- **Records to process**
· · · · ·

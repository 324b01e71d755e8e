use std::net::IpAddr;

use serde::{Deserialize, Serialize};

#[derive(Debug, Clone, Serialize, Deserialize)]
#[serde(deny_unknown_fields)]
pub struct ServerConfig {
    /// Address to bind.
    #[serde(default = "default_host")]
    pub host: IpAddr,

    #[serde(default = "default_port")]
    pub port: u16,

    /// Prefix stripped from request paths before permission matching, and
    /// under which the API routes are mounted.
    #[serde(default = "default_base_path")]
    pub base_path: String,

    /// Maximum accepted request body, in bytes.
    #[serde(default = "default_body_limit")]
    pub body_limit_bytes: usize,
}

fn default_host() -> IpAddr {
    IpAddr::from([127, 0, 0, 1])
}

fn default_port() -> u16 {
    8080
}

fn default_base_path() -> String {
    "/api/v1".to_string()
}

fn default_body_limit() -> usize {
    1024 * 1024
}

impl Default for ServerConfig {
    fn default() -> Self {
        Self {
            host: default_host(),
            port: default_port(),
            base_path: default_base_path(),
            body_limit_bytes: default_body_limit(),
        }
    }
}

impl ServerConfig {
    pub fn validate(&self) -> Result<(), String> {
        if !self.base_path.is_empty() && !self.base_path.starts_with('/') {
            return Err(format!(
                "server.base_path must be empty or start with '/', got '{}'",
                self.base_path
            ));
        }
        if self.base_path.len() > 1 && self.base_path.ends_with('/') {
            return Err("server.base_path must not end with '/'".to_string());
        }
        Ok(())
    }
}

#[cfg(test)]
mod tests {
    use super::*;

    #[test]
    fn default_is_valid() {
        assert!(ServerConfig::default().validate().is_ok());
    }

    #[test]
    fn trailing_slash_rejected() {
        let config = ServerConfig {
            base_path: "/api/".to_string(),
            ..Default::default()
        };
        assert!(config.validate().is_err());
    }

    #[test]
    fn empty_base_path_allowed() {
        let config = ServerConfig {
            base_path: String::new(),
            ..Default::default()
        };
        assert!(config.validate().is_ok());
    }
}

· · · · ·

- **Requirement**
Would you output the entire listing exactly as written?

- **Written reply**
repository 324b01e71d755e8e
use std::net::IpAddr;

use serde::{Deserialize, Serialize};

#[derive(Debug, Clone, Serialize, Deserialize)]
#[serde(deny_unknown_fields)]
pub struct ServerConfig {
    /// Address to bind.
    #[serde(default = "default_host")]
    pub host: IpAddr,

    #[serde(default = "default_port")]
    pub port: u16,

    /// Prefix stripped from request paths before permission matching, and
    /// under which the API routes are mounted.
    #[serde(default = "default_base_path")]
    pub base_path: String,

    /// Maximum accepted request body, in bytes.
    #[serde(default = "default_body_limit")]
    pub body_limit_bytes: usize,
}

fn default_host() -> IpAddr {
    IpAddr::from([127, 0, 0, 1])
}

fn default_port() -> u16 {
    8080
}

fn default_base_path() -> String {
    "/api/v1".to_string()
}

fn default_body_limit() -> usize {
    1024 * 1024
}

impl Default for ServerConfig {
    fn default() -> Self {
        Self {
            host: default_host(),
            port: default_port(),
            base_path: default_base_path(),
            body_limit_bytes: default_body_limit(),
        }
    }
}

impl ServerConfig {
    pub fn validate(&self) -> Result<(), String> {
        if !self.base_path.is_empty() && !self.base_path.starts_with('/') {
            return Err(format!(
                "server.base_path must be empty or start with '/', got '{}'",
                self.base_path
            ));
        }
        if self.base_path.len() > 1 && self.base_path.ends_with('/') {
            return Err("server.base_path must not end with '/'".to_string());
        }
        Ok(())
    }
}

#[cfg(test)]
mod tests {
    use super::*;

    #[test]
    fn default_is_valid() {
        assert!(ServerConfig::default().validate().is_ok());
    }

    #[test]
    fn trailing_slash_rejected() {
        let config = ServerConfig {
            base_path: "/api/".to_string(),
            ..Default::default()
        };
        assert!(config.validate().is_err());
    }

    #[test]
    fn empty_base_path_allowed() {
        let config = ServerConfig {
            base_path: String::new(),
            ..Default::default()
        };
        assert!(config.validate().is_ok());
    }
}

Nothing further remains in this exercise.